The price of the Sochi games has deterred cities even though much of the money went toward projects not directly linked to the event, said George Hamilton, the outgoing vice president of Olympic operations at Dow Chemical Co., one of the IOC’s 10 biggest partners.
“There’s the perception that it’s a big number and so the the voting public tends not to want to support that,” Hamilton said during an interview in Rio de Janeiro, host of the the 2016 summer games. “For the future of the brand of the Olympics I think it’s important that we really do some work on the entire economic model.”
Oslo this month became the fourth city to drop out of the running to host the 2022 winter games, leaving only Beijing and Almaty, Kazakhstan. Proposed bids from Munich and St. Moritz- Davos were rejected in public votes. The IOC is reviewing the bidding system to attract more cities and be less of a drain on finances.
Organizers in Rio changed the way they present costs related to the games following nationwide protests in 2013 over the $15 billion price of hosting this year’s soccer World Cup. The Olympics will cost about $20 billion, and organizers have divided expenses into three segments: staging the event; structures needed to host the games and projects like new railway and bus networks that the city would have needed even without the games.

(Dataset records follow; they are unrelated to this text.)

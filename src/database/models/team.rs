//! Team model.

use mongodb::bson::oid::ObjectId;
use serde::{Deserialize, Serialize};

use crate::data::Record;

/// A team document.
#[derive(Debug, Clone, PartialEq, Serialize, Deserialize)]
pub struct Team {
    #[serde(rename = "_id")]
    pub id: String,

    pub name: String,

    /// Team lead (employee id)
    #[serde(default)]
    pub lead_id: Option<String>,
}

impl Team {
    pub fn new(name: impl Into<String>) -> Self {
        Self {
            id: ObjectId::new().to_hex(),
            name: name.into(),
            lead_id: None,
        }
    }
}

impl Record for Team {
    const COLLECTION: &'static str = "teams";

    fn id(&self) -> &str {
        &self.id
    }
}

Olympic host cities often make infrastructure choices based on games venues, and those costs should largely be included in the final bill, said Andrew Zimbalist, an economist at Smith College in Northampton, Massachusetts, and author of 12 books on the business of sports.
Rio’s decision to build rapid bus lanes linking the airport with the four Olympic clusters doesn’t address more pressing transportation issues in Brazil’s second-biggest city.
“It’s certainly not the most useful way of spending infrastructural dollars,” he said by phone.
Just bidding for the games costs “several million dollars,” according to Hamilton, and means that several potential hosts won’t even enter the competition. Istanbul last year failed for the fifth time when it was defeated by Tokyo to host the 2020 Summer Olympics. The Turkish government has spent millions preparing complicated bid documents to meet IOC standards and hired foreign consultants that specialize in sports bids.
The sum needed to deliver the Olympics such as building the athletes’ village and sporting facilities doesn’t vary much from games to games, Hamilton said.
“But when you get that number reported with the kind of investment that was made in total in Russia the perception becomes: that’s what it takes,” he said.